La Storia di Catania
La Città di Catania, fondata nel 729 a.c. da coloni greci calcidesi guidati da Tucle, è il secondo capoluogo della Sicilia per popolazione e densità abitativa.
Dopo una breve dominazione Siracusana, fu conquistata dai Romani nel 263 a.C.. In seguito alla caduta dell'Impero Romano fu assoggettata al potere degli Ostrogoti, degli Arabi, dei Normanni, degli Svevi e degli Angioini, seguendo così la stessa sorte delle altre città siciliane.
Prima di entrare a far parte nel 1860 del Regno d'Italia, Catania passò nel 1282 agli aragonesi e con a capo Re Martino I di Sicilia divenne la capitale del Regno di Sicilia per 14 anni, dal 1402 al 1416, in seguito passò sotto i domini spagnolo, piemontese e borbonico.
Il suo nome, secondo Plutarco, deriva dal greco Katane, il cui significato è "grattugia", tale nome è probabilmente da ricondursi alla particolare caratteristica del territorio lavico su cui sorge.
In passato, Catania è stata distrutta ben sette volte da eruzioni vulcaniche e da terremoti.
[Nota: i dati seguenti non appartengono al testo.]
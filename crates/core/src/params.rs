//! Module image and memory layout parameters

/// Size of the shared hash buffer in bytes (4 KB)
pub const HASH_BUFFER_SIZE: usize = 4 * 1024;

/// Size of the prefix backup buffer used by `reduce` (4 KB)
pub const TEMP_BUFFER_SIZE: usize = 4 * 1024;

/// Keccak-256 output size
pub const DIGEST_SIZE: usize = 32;

/// Width of the nonce written into the input tail
pub const NONCE_SIZE: usize = 8;

/// Required alignment of the hash buffer within linear memory
pub const BUFFER_ALIGN: usize = 128;

/// Upper bound on linear memory a module image may request (16 MB)
pub const MAX_MEMORY: usize = 16 * 1024 * 1024;

/// Module image magic: `\0kcm`
pub const IMAGE_MAGIC: [u8; 4] = *b"\0kcm";

/// Module image format version
pub const IMAGE_VERSION: u8 = 1;

/// Encoded image length in bytes
pub const IMAGE_LEN: usize = 16;
#[tokio::test]
async fn test_callback_depends_only_on_range_membership() {
    let data = REDUCE_INPUT.as_bytes();
    let mut hasher = hasher().await;

    let mut run = |range: std::ops::Range<u64>| {
        let (callback, hits) = recorder();
        hasher
            .reduce(
                data,
                ReduceOptions::new().range(range).zeros(4).callback(callback),
            )
            .unwrap();
        nonces(&hits)
    };

    assert_eq!(run(0..18), vec![(17, 5)]);
    assert_eq!(run(0..20), vec![(17, 5), (18, 8)]);
    assert_eq!(run(0..25), vec![(17, 5), (18, 8), (24, 5)]);
    assert_eq!(run(18..64), vec![(18, 8), (24, 5)]);
    assert_eq!(run(30..30), vec![]);
}

#[tokio::test]
async fn test_empty_range_returns_padded_prefix() {
    let mut hasher = hasher().await;

    // Leave a digest in the view first
    hasher.digest(b"something longer than thirty-two bytes").unwrap();

    let (callback, hits) = recorder();
    let result = hasher
        .reduce(b"abc", ReduceOptions::new().range(0..0).callback(callback))
        .unwrap();

    let mut expected = [0u8; 32];
    expected[..3].copy_from_slice(b"abc");
    assert_eq!(result, expected);
    assert!(hits.lock().unwrap().is_empty());
}

#[tokio::test]
async fn test_sequential_reduces_do_not_cross_talk() {
    let data = REDUCE_INPUT.as_bytes();
    let mut hasher = hasher().await;
    let (first, first_hits) = recorder();
    let (second, second_hits) = recorder();

    hasher
        .reduce(
            data,
            ReduceOptions::new().range(0..20).zeros(4).callback(first),
        )
        .unwrap();
    hasher
        .reduce(
            data,
            ReduceOptions::new().range(20..64).zeros(4).callback(second),
        )
        .unwrap();

    assert_eq!(nonces(&first_hits), vec![(17, 5), (18, 8)]);
    assert_eq!(nonces(&second_hits), vec![(24, 5)]);
}

#[tokio::test]
async fn test_callback_registration_released_after_reduce() {
    let data = REDUCE_INPUT.as_bytes();
    let mut hasher = hasher().await;
    let (callback, _hits) = recorder();

    hasher
        .reduce(data, ReduceOptions::new().range(0..32).callback(callback))
        .unwrap();
    assert!(hasher.engine().callbacks().unwrap().is_empty());

    // Also released when the reduce fails
    let oversized = vec![0u8; VIEW_SIZE + 1];
    assert!(hasher.reduce(&oversized, ReduceOptions::default()).is_err());
    assert!(hasher.engine().callbacks().unwrap().is_empty());
}

#[tokio::test]
async fn test_oversized_input_is_rejected() {
    let mut hasher = hasher().await;

    let err = hasher.digest(&vec![0u8; VIEW_SIZE + 1]).unwrap_err();
    assert!(matches!(
        err,
        Error::OversizedInput {
            len,
            max: VIEW_SIZE
        } if len == VIEW_SIZE + 1
    ));

    // Exactly one view's worth is fine, and the engine stays usable
    hasher.digest(&vec![0u8; VIEW_SIZE]).unwrap();
    assert_eq!(
        hex::encode(hasher.digest(b"abc").unwrap()),
        "4e03657aea45a94fc7d47ba826c8d667c0d1e6e33a64a036ec44f58fa12d6c45"
    );
}
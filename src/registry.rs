//! Per-engine registry of reduction callbacks
//!
//! The engine cannot hold a Rust closure, so `reduce` parks the caller's
//! callback here under a random `u32` id, hands the id to the engine, and
//! the engine reports candidates back by id. Ids are unique among the
//! currently registered callbacks only.

use std::collections::HashMap;
use std::fmt;

use crate::error::{Error, Result};
use crate::Digest;

/// Callback invoked as `(nonce, zero_level, digest)` for each candidate
pub type ReduceCallback = Box<dyn FnMut(u64, u32, &Digest) + Send>;

/// Attempts at drawing an unused id before giving up
const MAX_ID_ATTEMPTS: usize = 64;

/// Reinterpret an engine-reported id (signed 32-bit) as the registered `u32`
#[inline]
pub fn decode_id(raw: i32) -> u32 {
    raw as u32
}

/// Reinterpret an engine-reported nonce (signed 64-bit) as `u64`
#[inline]
pub fn decode_nonce(raw: i64) -> u64 {
    raw as u64
}

/// Draw a uniformly random `u32`
pub fn random_id() -> Result<u32> {
    let mut bytes = [0u8; 4];
    getrandom::getrandom(&mut bytes).map_err(|e| Error::Random(e.to_string()))?;
    Ok(u32::from_le_bytes(bytes))
}

/// Map of outstanding callback ids to callbacks
#[derive(Default)]
pub struct CallbackRegistry {
    callbacks: HashMap<u32, ReduceCallback>,
}

impl CallbackRegistry {
    /// Create an empty registry
    pub fn new() -> Self {
        Self::default()
    }

    /// Store `callback` under a fresh id not held by any outstanding registration
    pub fn register(&mut self, callback: ReduceCallback) -> Result<u32> {
        for _ in 0..MAX_ID_ATTEMPTS {
            let id = random_id()?;
            if let std::collections::hash_map::Entry::Vacant(slot) = self.callbacks.entry(id) {
                slot.insert(callback);
                return Ok(id);
            }
        }
        Err(Error::CallbackIdsExhausted)
    }

    /// Call the callback registered under the engine-encoded `raw_id`
    pub fn invoke(
        &mut self,
        raw_id: i32,
        raw_nonce: i64,
        zero_level: u32,
        digest: &Digest,
    ) -> Result<()> {
        let id = decode_id(raw_id);
        let callback = self
            .callbacks
            .get_mut(&id)
            .ok_or(Error::UnknownCallback(id))?;

        callback(decode_nonce(raw_nonce), zero_level, digest);
        Ok(())
    }

    /// Remove and return the callback registered under `id`
    pub fn unregister(&mut self, id: u32) -> Option<ReduceCallback> {
        self.callbacks.remove(&id)
    }

    /// Whether `id` is currently registered
    pub fn contains(&self, id: u32) -> bool {
        self.callbacks.contains_key(&id)
    }

    /// Number of outstanding registrations
    pub fn len(&self) -> usize {
        self.callbacks.len()
    }

    /// Whether no registration is outstanding
    pub fn is_empty(&self) -> bool {
        self.callbacks.is_empty()
    }
}

impl fmt::Debug for CallbackRegistry {
    fn fmt(&self, f: &mut fmt::Formatter<'_>) -> fmt::Result {
        f.debug_struct("CallbackRegistry")
            .field("ids", &self.callbacks.keys().collect::<Vec<_>>())
            .finish()
    }
}
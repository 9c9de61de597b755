//! Module image parsing ("compilation")
//!
//! Image layout (16 bytes):
//!
//! ```text
//! magic[4] || version u8 || kernel u8 || reserved u16 || memory_size u32 LE || buffer_offset u32 LE
//! ```

use core::fmt;

use crate::instance::Instance;
use crate::params::*;

/// Hash kernel a module image is built for
#[derive(Debug, Clone, Copy, PartialEq, Eq)]
pub enum Kernel {
    /// Keccak-256 (original Keccak padding, not FIPS-202 SHA3-256)
    Keccak256,
}

impl Kernel {
    fn from_code(code: u8) -> Option<Self> {
        match code {
            1 => Some(Kernel::Keccak256),
            _ => None,
        }
    }

    fn code(self) -> u8 {
        match self {
            Kernel::Keccak256 => 1,
        }
    }
}

/// Decoded module image
#[derive(Debug, Clone, Copy, PartialEq, Eq)]
pub struct ModuleImage {
    /// Hash kernel
    pub kernel: Kernel,
    /// Linear memory size in bytes
    pub memory_size: u32,
    /// Offset of the hash buffer within linear memory
    pub buffer_offset: u32,
}

/// Reasons an image fails to compile
#[derive(Debug, Clone, PartialEq, Eq)]
pub enum ImageError {
    /// Image is not exactly [`IMAGE_LEN`] bytes
    Length(usize),
    /// Magic bytes do not match [`IMAGE_MAGIC`]
    Magic([u8; 4]),
    /// Unsupported format version
    Version(u8),
    /// Unknown kernel code
    Kernel(u8),
    /// Hash buffer offset is not aligned to [`BUFFER_ALIGN`]
    Misaligned(u32),
    /// Buffers do not fit into the requested memory
    Layout { memory_size: u32, buffer_offset: u32 },
}

impl fmt::Display for ImageError {
    fn fmt(&self, f: &mut fmt::Formatter<'_>) -> fmt::Result {
        match self {
            ImageError::Length(len) => {
                write!(f, "image is {} bytes, expected {}", len, IMAGE_LEN)
            }
            ImageError::Magic(magic) => write!(f, "bad image magic {:02x?}", magic),
            ImageError::Version(v) => write!(f, "unsupported image version {}", v),
            ImageError::Kernel(k) => write!(f, "unknown kernel code {}", k),
            ImageError::Misaligned(offset) => write!(
                f,
                "hash buffer offset {} is not {}-byte aligned",
                offset, BUFFER_ALIGN
            ),
            ImageError::Layout {
                memory_size,
                buffer_offset,
            } => write!(
                f,
                "buffers at offset {} do not fit in {} bytes of memory",
                buffer_offset, memory_size
            ),
        }
    }
}

impl std::error::Error for ImageError {}

impl ModuleImage {
    /// Describe a new image
    pub fn new(kernel: Kernel, memory_size: u32, buffer_offset: u32) -> Self {
        Self {
            kernel,
            memory_size,
            buffer_offset,
        }
    }

    /// Parse and validate raw image bytes
    pub fn parse(bytes: &[u8]) -> Result<Self, ImageError> {
        let bytes: &[u8; IMAGE_LEN] = bytes
            .try_into()
            .map_err(|_| ImageError::Length(bytes.len()))?;

        let magic = [bytes[0], bytes[1], bytes[2], bytes[3]];
        if magic != IMAGE_MAGIC {
            return Err(ImageError::Magic(magic));
        }
        if bytes[4] != IMAGE_VERSION {
            return Err(ImageError::Version(bytes[4]));
        }
        let kernel = Kernel::from_code(bytes[5]).ok_or(ImageError::Kernel(bytes[5]))?;

        let memory_size = u32::from_le_bytes([bytes[8], bytes[9], bytes[10], bytes[11]]);
        let buffer_offset = u32::from_le_bytes([bytes[12], bytes[13], bytes[14], bytes[15]]);

        let image = Self::new(kernel, memory_size, buffer_offset);
        image.validate()?;
        Ok(image)
    }

    /// Encode the image back into its 16-byte form
    pub fn to_bytes(&self) -> [u8; IMAGE_LEN] {
        let mut out = [0u8; IMAGE_LEN];
        out[0..4].copy_from_slice(&IMAGE_MAGIC);
        out[4] = IMAGE_VERSION;
        out[5] = self.kernel.code();
        out[8..12].copy_from_slice(&self.memory_size.to_le_bytes());
        out[12..16].copy_from_slice(&self.buffer_offset.to_le_bytes());
        out
    }

    fn validate(&self) -> Result<(), ImageError> {
        let offset = self.buffer_offset as usize;
        if offset % BUFFER_ALIGN != 0 {
            return Err(ImageError::Misaligned(self.buffer_offset));
        }

        let required = offset + HASH_BUFFER_SIZE + TEMP_BUFFER_SIZE;
        let memory = self.memory_size as usize;
        if required > memory || memory > MAX_MEMORY {
            return Err(ImageError::Layout {
                memory_size: self.memory_size,
                buffer_offset: self.buffer_offset,
            });
        }
        Ok(())
    }
}

/// A compiled module, ready to be instantiated any number of times
#[derive(Debug, Clone, Copy, PartialEq, Eq)]
pub struct Module {
    image: ModuleImage,
}

impl Module {
    /// Compile raw image bytes
    pub fn compile(bytes: &[u8]) -> Result<Self, ImageError> {
        Ok(Self {
            image: ModuleImage::parse(bytes)?,
        })
    }

    /// The validated image this module was compiled from
    pub fn image(&self) -> &ModuleImage {
        &self.image
    }

    /// Create a fresh instance with zeroed linear memory
    pub fn instantiate(&self) -> Instance {
        Instance::new(&self.image)
    }
}
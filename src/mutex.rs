//! Mutual exclusion for cooperative async tasks
//!
//! Waiters are served strictly in the order they called [`AsyncMutex::lock`];
//! there is no timeout and a queued waiter cannot be withdrawn other than by
//! dropping its future.

use std::future::Future;

use tokio::sync::{Mutex, MutexGuard};

/// FIFO async mutex serializing dispatched actions
#[derive(Debug, Default)]
pub struct AsyncMutex {
    inner: Mutex<()>,
}

/// Proof of holding an [`AsyncMutex`]; releases the lock when dropped
#[derive(Debug)]
#[must_use = "the mutex is released as soon as the guard is dropped"]
pub struct Unlock<'a> {
    _guard: MutexGuard<'a, ()>,
}

impl Unlock<'_> {
    /// Release the lock explicitly
    pub fn unlock(self) {}
}

impl AsyncMutex {
    /// Create an unlocked mutex
    pub fn new() -> Self {
        Self::default()
    }

    /// Wait until every earlier holder has released the lock, then take it
    pub async fn lock(&self) -> Unlock<'_> {
        Unlock {
            _guard: self.inner.lock().await,
        }
    }

    /// Take the lock only if nobody holds or waits for it
    pub fn try_lock(&self) -> Option<Unlock<'_>> {
        self.inner
            .try_lock()
            .ok()
            .map(|guard| Unlock { _guard: guard })
    }

    /// Whether the lock is currently held
    pub fn is_locked(&self) -> bool {
        self.try_lock().is_none()
    }

    /// Run `action` while holding the lock.
    ///
    /// The lock is released on every exit path: normal completion, an `Err`
    /// returned by the action, a panic unwinding through it, or the returned
    /// future being dropped.
    pub async fn dispatch<F, Fut, T>(&self, action: F) -> T
    where
        F: FnOnce() -> Fut,
        Fut: Future<Output = T>,
    {
        let _unlock = self.lock().await;
        action().await
    }
}
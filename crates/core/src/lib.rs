//! # Keccak Compute Module
//!
//! The compute artifact behind the `keccak` hasher: a tiny module image that
//! compiles into an [`Instance`] owning linear memory and exposing two exports,
//! `digest` and `reduce`, over a fixed 4 KB hash buffer.
//!
//! ## Memory Layout
//!
//! ```text
//! memory = reserved || hash_buffer || temp_buffer || free
//!          ^^^^^^^^    ^^^^^^^^^^^    ^^^^^^^^^^^
//!          offset      4 KB           4 KB (prefix backup for reduce)
//! ```
//!
//! The host writes input into the hash buffer, calls an export and reads the
//! 32-byte digest back from the start of the same buffer.
//!
//! ## Nonce Format
//!
//! `reduce` overwrites the **last 8 bytes** of the input with each nonce:
//!
//! ```text
//! input = prefix || nonce
//!         ^^^^^^    ^^^^^
//!         any len   8 bytes (big-endian u64)
//! ```
//!
//! Inputs of 8 bytes or less have the nonce written at offset 0.
//!
//! ## Example
//!
//! ```rust
//! use keccak_core::{Module, ModuleImage, Kernel, zero_level};
//!
//! let image = ModuleImage::new(Kernel::Keccak256, 16 * 1024, 1024);
//! let module = Module::compile(&image.to_bytes()).unwrap();
//! let mut instance = module.instantiate();
//!
//! let at = instance.hash_buffer() as usize;
//! instance.memory_mut()[at..at + 3].copy_from_slice(b"abc");
//! instance.digest(3).unwrap();
//!
//! let digest = &instance.memory()[at..at + 32];
//! assert_eq!(digest[0], 0x4e);
//! assert!(zero_level(digest) < 8);
//! ```

mod image;
mod instance;
mod params;

pub use image::{ImageError, Kernel, Module, ModuleImage};
pub use instance::{Imports, Instance, Trap, meets_difficulty, zero_level};
pub use params::*;
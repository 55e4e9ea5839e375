//! Write operations and their client-side validation.

use crate::error::{MongoError, Result};
use crate::transport::bson_size;
use bson::{doc, oid::ObjectId, Document};

/// The write command that carries an operation.
#[derive(Debug, Clone, Copy, PartialEq, Eq, Hash, PartialOrd, Ord)]
pub enum CommandKind {
    /// `insert`
    Insert,
    /// `update`
    Update,
    /// `delete`
    Delete,
}

impl CommandKind {
    /// Command name sent to the server.
    pub fn command_name(self) -> &'static str {
        match self {
            CommandKind::Insert => "insert",
            CommandKind::Update => "update",
            CommandKind::Delete => "delete",
        }
    }

    /// Field of the command holding the entries.
    pub fn entries_key(self) -> &'static str {
        match self {
            CommandKind::Insert => "documents",
            CommandKind::Update => "updates",
            CommandKind::Delete => "deletes",
        }
    }
}

/// A single write in a bulk operation.
///
/// # Example
///
/// ```ignore
/// let ops = vec![
///     WriteOperation::insert_one(doc! { "a": 1 }),
///     WriteOperation::update_one(doc! { "a": 1 }, doc! { "$inc": { "n": 1 } }).with_upsert(true),
///     WriteOperation::delete_many(doc! { "stale": true }),
/// ];
/// ```
#[derive(Debug, Clone, PartialEq)]
pub enum WriteOperation {
    /// Insert one document.
    InsertOne {
        /// Document to insert.
        document: Document,
    },
    /// Apply update operators to the first matching document.
    UpdateOne {
        /// Selector.
        filter: Document,
        /// Update operators.
        update: Document,
        /// Insert when nothing matches.
        upsert: bool,
        /// Collation for the selector.
        collation: Option<Document>,
    },
    /// Apply update operators to every matching document.
    UpdateMany {
        /// Selector.
        filter: Document,
        /// Update operators.
        update: Document,
        /// Insert when nothing matches.
        upsert: bool,
        /// Collation for the selector.
        collation: Option<Document>,
    },
    /// Replace the first matching document.
    ReplaceOne {
        /// Selector.
        filter: Document,
        /// Replacement document.
        replacement: Document,
        /// Insert when nothing matches.
        upsert: bool,
        /// Collation for the selector.
        collation: Option<Document>,
    },
    /// Delete the first matching document.
    DeleteOne {
        /// Selector.
        filter: Document,
        /// Collation for the selector.
        collation: Option<Document>,
    },
    /// Delete every matching document.
    DeleteMany {
        /// Selector.
        filter: Document,
        /// Collation for the selector.
        collation: Option<Document>,
    },
}

impl WriteOperation {
    /// Insert `document`.
    pub fn insert_one(document: Document) -> Self {
        WriteOperation::InsertOne { document }
    }

    /// Update the first document matching `filter`.
    pub fn update_one(filter: Document, update: Document) -> Self {
        WriteOperation::UpdateOne {
            filter,
            update,
            upsert: false,
            collation: None,
        }
    }

    /// Update every document matching `filter`.
    pub fn update_many(filter: Document, update: Document) -> Self {
        WriteOperation::UpdateMany {
            filter,
            update,
            upsert: false,
            collation: None,
        }
    }

    /// Replace the first document matching `filter`.
    pub fn replace_one(filter: Document, replacement: Document) -> Self {
        WriteOperation::ReplaceOne {
            filter,
            replacement,
            upsert: false,
            collation: None,
        }
    }

    /// Delete the first document matching `filter`.
    pub fn delete_one(filter: Document) -> Self {
        WriteOperation::DeleteOne {
            filter,
            collation: None,
        }
    }

    /// Delete every document matching `filter`.
    pub fn delete_many(filter: Document) -> Self {
        WriteOperation::DeleteMany {
            filter,
            collation: None,
        }
    }

    /// Set the upsert flag. Inserts and deletes are returned unchanged.
    pub fn with_upsert(mut self, value: bool) -> Self {
        match &mut self {
            WriteOperation::UpdateOne { upsert, .. }
            | WriteOperation::UpdateMany { upsert, .. }
            | WriteOperation::ReplaceOne { upsert, .. } => *upsert = value,
            _ => {}
        }
        self
    }

    /// Set the collation. Inserts are returned unchanged.
    pub fn with_collation(mut self, value: Document) -> Self {
        match &mut self {
            WriteOperation::UpdateOne { collation, .. }
            | WriteOperation::UpdateMany { collation, .. }
            | WriteOperation::ReplaceOne { collation, .. }
            | WriteOperation::DeleteOne { collation, .. }
            | WriteOperation::DeleteMany { collation, .. } => *collation = Some(value),
            WriteOperation::InsertOne { .. } => {}
        }
        self
    }

    /// Which write command carries this operation.
    pub fn kind(&self) -> CommandKind {
        match self {
            WriteOperation::InsertOne { .. } => CommandKind::Insert,
            WriteOperation::UpdateOne { .. }
            | WriteOperation::UpdateMany { .. }
            | WriteOperation::ReplaceOne { .. } => CommandKind::Update,
            WriteOperation::DeleteOne { .. } | WriteOperation::DeleteMany { .. } => {
                CommandKind::Delete
            }
        }
    }

    /// Check the operation before anything is sent.
    pub fn validate(&self) -> Result<()> {
        match self {
            WriteOperation::InsertOne { document } => check_insert_keys(document),
            WriteOperation::UpdateOne { update, .. }
            | WriteOperation::UpdateMany { update, .. } => check_update(update),
            WriteOperation::ReplaceOne { replacement, .. } => check_replacement(replacement),
            WriteOperation::DeleteOne { .. } | WriteOperation::DeleteMany { .. } => Ok(()),
        }
    }

    /// The entry this operation contributes to its write command.
    pub fn into_entry(self) -> Document {
        match self {
            WriteOperation::InsertOne { document } => ensure_id(document),
            WriteOperation::UpdateOne {
                filter,
                update,
                upsert,
                collation,
            } => update_entry(filter, update, false, upsert, collation),
            WriteOperation::UpdateMany {
                filter,
                update,
                upsert,
                collation,
            } => update_entry(filter, update, true, upsert, collation),
            WriteOperation::ReplaceOne {
                filter,
                replacement,
                upsert,
                collation,
            } => update_entry(filter, replacement, false, upsert, collation),
            WriteOperation::DeleteOne { filter, collation } => delete_entry(filter, 1, collation),
            WriteOperation::DeleteMany { filter, collation } => delete_entry(filter, 0, collation),
        }
    }

    pub(crate) fn prepare(self) -> Result<PreparedWrite> {
        let kind = self.kind();
        let entry = self.into_entry();
        let size = bson_size(&entry)?;
        Ok(PreparedWrite { kind, entry, size })
    }
}

/// An operation in wire form, with its encoded size.
#[derive(Debug, Clone, PartialEq)]
pub(crate) struct PreparedWrite {
    pub kind: CommandKind,
    pub entry: Document,
    pub size: usize,
}

fn update_entry(
    filter: Document,
    update: Document,
    multi: bool,
    upsert: bool,
    collation: Option<Document>,
) -> Document {
    let mut entry = doc! { "q": filter, "u": update, "multi": multi, "upsert": upsert };
    if let Some(collation) = collation {
        entry.insert("collation", collation);
    }
    entry
}

fn delete_entry(filter: Document, limit: i32, collation: Option<Document>) -> Document {
    let mut entry = doc! { "q": filter, "limit": limit };
    if let Some(collation) = collation {
        entry.insert("collation", collation);
    }
    entry
}

/// Give `document` an `ObjectId` `_id` in first position unless it has one.
pub(crate) fn ensure_id(document: Document) -> Document {
    if document.contains_key("_id") {
        return document;
    }
    let mut out = doc! { "_id": ObjectId::new() };
    for (key, value) in document {
        out.insert(key, value);
    }
    out
}

/// Top-level keys of a stored document may not start with `$` or contain `.`.
pub(crate) fn check_insert_keys(document: &Document) -> Result<()> {
    for key in document.keys() {
        if key.starts_with('$') {
            return Err(MongoError::invalid_document(format!(
                "key '{}' must not start with '$'",
                key
            )));
        }
        if key.contains('.') {
            return Err(MongoError::invalid_document(format!(
                "key '{}' must not contain '.'",
                key
            )));
        }
    }
    Ok(())
}

pub(crate) fn check_update(update: &Document) -> Result<()> {
    if update.is_empty() {
        return Err(MongoError::invalid_argument(
            "update only works with $ operators",
        ));
    }
    if let Some(key) = update.keys().find(|key| !key.starts_with('$')) {
        return Err(MongoError::invalid_argument(format!(
            "update only works with $ operators, found '{}'",
            key
        )));
    }
    Ok(())
}

pub(crate) fn check_replacement(replacement: &Document) -> Result<()> {
    if let Some(key) = replacement.keys().find(|key| key.starts_with('$')) {
        return Err(MongoError::invalid_argument(format!(
            "replacement can not include $ operators, found '{}'",
            key
        )));
    }
    Ok(())
}
//! Bulk write batching.
//!
//! A bulk write is a list of [`WriteOperation`]s executed against one
//! collection. Operations are validated when queued, turned into their wire
//! form, split into `insert` / `update` / `delete` commands that respect the
//! server's count and size limits, and the replies are folded into a single
//! [`BulkResult`] whose indexes always refer to the submitted sequence.

pub mod batch;
pub mod builder;
pub mod executor;
pub mod operation;
pub mod result;

pub use batch::{batch_byte_limit, group_by_kind, split_batches, Batch, COMMAND_OVERHEAD};
pub use builder::{BulkOperationBuilder, BulkUpsertOperation, BulkWriteOperation};
pub use executor::{BulkExecutor, ExecutorState};
pub use operation::{CommandKind, WriteOperation};
pub use result::{BulkResult, BulkWriteResult, Upserted, WriteError};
Fra questi ultimi i più catastrofici sono stati quelli del 1169 e del 1693, i quali rasero al suolo la Città.
Il suo territorio circostante è stato più volte coperto da colate laviche che hanno raggiunto il mare. Ma i catanesi caparbiamente l'hanno ricostruita sulle sue stesse macerie.
Su Porta Garibaldi, eretta nel 1768 su progetto degli architetti Battaglia e Ittar, per commemorare le nozze del Re Ferdinando IV di Borbone con Maria Carolina d'Austria campeggia la scritta in latino Melior de cinere surgo ossia "Dalle ceneri risorgo più forte" proprio per ricordare che dai tragici eventi che si sono susseguiti in passato i catanesi hanno trovato la forza necessaria per "risorgere" superando le difficoltà del tempo.
Dal punto di vista culturale, nonostante la sorte avversa del passato, Catania è dotata di numerosi e pregiati monumenti, prova ne è che il suo centro storico è stato dichiarato Patrimonio dell'Umanità dall'Unesco.
Il simbolo della città è un manufatto in pietra lavica porosa costruito in epoca romana che raffigura un elefante sormontato da un obelisco egiziano in marmo bianco, è chiamato dai catanesi "U Liotru" ed è situato al centro di Piazza Duomo.
La Città dell'Elefante ha dato i natali a molti "figli illustri" che hanno reso grande Catania nel mondo, tra i più importanti si ricordano: il compositore Vincenzo Bellini, lo scrittore Giovanni Verga, il poeta Mario Rapisardi e il fisico Ettore Majorana.
Sant'Agata è la Patrona della città, alla quale viene ogni anno dedicata una grandissima festa che dura tre giorni, dal 3 al 5 febbraio, in cui la cittadinanza partecipa attivamente al suo svolgimento, misto di devozione e di folklore, che attira ogni anno sino a un milione di persone, tra devoti e curiosi.